Ascencio, andaba desalentado y no atinaba a encontrarse a sí mismo en la búsqueda de esa fuerza que siempre tuvo para enfrentarse a la vida; un sollozo estalló en su garganta ante la evidencia ineludible de la felicidad que había perdido. Llegó a su hogar cuando apenas nacía el día y las estrellas desdibujaban sus formas como testigos luminosos del parto de la noche que engendra claridades.

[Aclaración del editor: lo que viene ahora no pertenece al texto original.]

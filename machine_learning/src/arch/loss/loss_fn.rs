use ndarray::{Array2, ArrayView2};

/// A differentiable objective comparing predictions against targets.
pub trait LossFn {
    fn loss(&self, y_pred: ArrayView2<f32>, y: ArrayView2<f32>) -> f32;

    /// The gradient of `loss` with respect to `y_pred`.
    fn loss_prime(&self, y_pred: ArrayView2<f32>, y: ArrayView2<f32>) -> Array2<f32>;
}
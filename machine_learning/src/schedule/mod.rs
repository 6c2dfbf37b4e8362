//! Epoch-level learning rate schedules and their composition.

mod scheduler;
mod spec;

pub use scheduler::{LrScheduler, SchedulerState};
pub use spec::{ScheduleSpec, SchedulerKind, WarmupMethod};

use std::f32::consts::PI;

use serde::{Deserialize, Serialize};

/// A learning rate as a closed-form function of the epoch.
#[derive(Debug, Clone, PartialEq, Serialize, Deserialize)]
#[serde(tag = "kind", rename_all = "snake_case")]
pub enum Schedule {
    /// Multiplies by `gamma` every `step_size` epochs.
    Step { step_size: usize, gamma: f32 },
    /// Half a cosine period from the base rate down to `eta_min` over `t_max` epochs.
    Cosine { t_max: usize, eta_min: f32 },
    /// Multiplies by `gamma` every epoch.
    Exponential { gamma: f32 },
    /// Ramps the factor linearly from `start_factor` to 1 over `total_iters` epochs.
    Linear { start_factor: f32, total_iters: usize },
    /// Holds the factor at `factor` for `total_iters` epochs, then 1.
    Constant { factor: f32, total_iters: usize },
    /// Hands over to the next schedule at every milestone, restarting its epoch count.
    Sequential {
        schedules: Vec<Schedule>,
        milestones: Vec<usize>,
    },
}

impl Schedule {
    /// The learning rate at `epoch` for a base rate of `base_lr`.
    pub fn lr(&self, base_lr: f32, epoch: usize) -> f32 {
        match self {
            Schedule::Step { step_size, gamma } => {
                base_lr * gamma.powi((epoch / (*step_size).max(1)) as i32)
            }
            Schedule::Cosine { t_max, eta_min } => {
                let progress = epoch as f32 / (*t_max).max(1) as f32;
                eta_min + (base_lr - eta_min) * (1. + (PI * progress).cos()) / 2.
            }
            Schedule::Exponential { gamma } => base_lr * gamma.powi(epoch as i32),
            Schedule::Linear {
                start_factor,
                total_iters,
            } => {
                let done = epoch.min(*total_iters) as f32 / (*total_iters).max(1) as f32;
                base_lr * (start_factor + (1. - start_factor) * done)
            }
            Schedule::Constant {
                factor,
                total_iters,
            } => {
                if epoch < *total_iters {
                    base_lr * factor
                } else {
                    base_lr
                }
            }
            Schedule::Sequential {
                schedules,
                milestones,
            } => {
                let idx = milestones.iter().filter(|&&m| m <= epoch).count();
                let offset = idx.checked_sub(1).map_or(0, |i| milestones[i]);

                match schedules.get(idx).or(schedules.last()) {
                    Some(schedule) => schedule.lr(base_lr, epoch - offset),
                    None => base_lr,
                }
            }
        }
    }
}

#[cfg(test)]
mod tests {
    use super::*;

    fn close(a: f32, b: f32) -> bool {
        (a - b).abs() < 1e-6
    }

    #[test]
    fn step_decays_every_step_size_epochs() {
        let s = Schedule::Step {
            step_size: 2,
            gamma: 0.1,
        };
        let lrs: Vec<_> = (0..5).map(|e| s.lr(1., e)).collect();

        assert!(close(lrs[1], 1.));
        assert!(close(lrs[2], 0.1));
        assert!(close(lrs[4], 0.01));
    }

    #[test]
    fn cosine_reaches_eta_min_at_t_max() {
        let s = Schedule::Cosine {
            t_max: 4,
            eta_min: 0.,
        };

        assert!(close(s.lr(0.1, 0), 0.1));
        assert!(close(s.lr(0.1, 2), 0.05));
        assert!(close(s.lr(0.1, 4), 0.));
    }

    #[test]
    fn constant_warmup_switches_off() {
        let s = Schedule::Constant {
            factor: 0.5,
            total_iters: 2,
        };

        assert!(close(s.lr(1., 1), 0.5));
        assert!(close(s.lr(1., 2), 1.));
    }

    #[test]
    fn sequential_restarts_the_following_schedule() {
        let s = Schedule::Sequential {
            schedules: vec![
                Schedule::Linear {
                    start_factor: 0.1,
                    total_iters: 2,
                },
                Schedule::Exponential { gamma: 0.5 },
            ],
            milestones: vec![2],
        };
        let lrs: Vec<_> = (0..5).map(|e| s.lr(1., e)).collect();

        assert!(close(lrs[0], 0.1));
        assert!(close(lrs[1], 0.55));
        assert!(close(lrs[2], 1.));
        assert!(close(lrs[3], 0.5));
        assert!(close(lrs[4], 0.25));
    }
}
use std::{env, io};

use clap::Parser;
use log::info;
use trainer::{cli::Args, config::RunConfig};

fn main() -> io::Result<()> {
    env_logger::Builder::from_env(env_logger::Env::default().default_filter_or("info")).init();

    let args = Args::parse();
    let config = RunConfig::from_args(args, env::args().collect())?;
    info!(run = config.run_name().as_str(); "starting run");

    let records = trainer::run(config)?;
    if let Some(last) = records.last() {
        info!(
            epoch = last.epoch, test_acc1 = last.test.acc1;
            "training finished"
        );
    }

    Ok(())
}
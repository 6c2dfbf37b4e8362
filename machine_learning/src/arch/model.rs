use std::collections::BTreeMap;

use comms::Collective;
use ndarray::{Array2, ArrayView2};
use rand::RngCore;

use super::ParamLayout;
use crate::Result;

/// A trainable network whose parameters live outside of it, in a flat buffer.
///
/// Spiking models carry membrane state across `forward` calls, `reset` must be
/// called once every batch has been processed so no activation leaks into the
/// next one.
pub trait Model: Send {
    /// Returns the amount of parameters in the model.
    fn size(&self) -> usize {
        self.layout().size()
    }

    /// Returns the description of the flat parameter buffer.
    fn layout(&self) -> &ParamLayout;

    /// Creates a freshly initialized parameter buffer.
    fn init_params(&self, rng: &mut dyn RngCore) -> Result<Vec<f32>>;

    /// Switches between training (batch statistics, backward caches) and evaluation behaviour.
    fn set_train(&mut self, train: bool);

    /// Makes a forward pass through the network.
    ///
    /// # Arguments
    /// * `params` - The model's parameters.
    /// * `x` - The time-major input, `steps` blocks of rows stacked on top of each other.
    /// * `steps` - The amount of simulated time steps in `x`.
    /// * `sync` - The group used to synchronize batch statistics.
    ///
    /// # Returns
    /// The time-major output, one row per input row.
    fn forward(
        &mut self,
        params: &[f32],
        x: ArrayView2<'_, f32>,
        steps: usize,
        sync: &mut dyn Collective,
    ) -> Result<Array2<f32>>;

    /// Backpropagates `d`, the gradient of the loss with respect to the last output.
    ///
    /// # Arguments
    /// * `params` - The model's parameters, the same used in `forward`.
    /// * `grad` - The gradient buffer, accumulated into.
    /// * `d` - The gradient of the loss with respect to the output.
    /// * `sync` - The group used to synchronize batch statistics.
    fn backward(
        &mut self,
        params: &[f32],
        grad: &mut [f32],
        d: Array2<f32>,
        sync: &mut dyn Collective,
    ) -> Result<()>;

    /// Clears every stateful layer.
    fn reset(&mut self);

    /// Returns the non trainable state (running statistics) by name.
    fn buffers(&self) -> BTreeMap<String, Vec<f32>>;

    /// Restores the non trainable state.
    fn load_buffers(&mut self, buffers: &BTreeMap<String, Vec<f32>>) -> Result<()>;
}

Ni un alma asoma por las calles estrechas y bajas del campamento; parece ser que los únicos habitantes son los perros escuálidos que olisquean, pacientemente, entre los montones de basura. Apenas un murmullo junto a la puerta de la pequeña vivienda y una silueta se perfila entre las sombras aun levemente heridas por la luz tenue del nuevo día; es Ascencio Yucra que, con paso vacilante, doblado por el dolor de la partida más que por el frío atenazante del amanecer, desanda el camino que sus pasos de niño recorrieron hace 43 años atrás; lo acompaña el recuerdo del llanto de su esposa angustiada por su alejamiento y la imagen querida de sus hijos que, dormidos, sonríen con la inocencia de sus cortos años. Mira con devoción el cerro “La Esperanza”, grabando en la memoria la silueta del coloso, brutalmente petrificado en la mañana que comienza a despuntar.

Se va, dejando su hogar, su alma... y el llanto cae como señal de adiós sobre las piedras, mientras los baldes del andarivel —pulso del campamento— que incansables transportaban el alimento mineral a la voraz boca del ingenio, parecen entonar un réquiem para el hombre que en bondadoso gesto de amistad prestó su vida.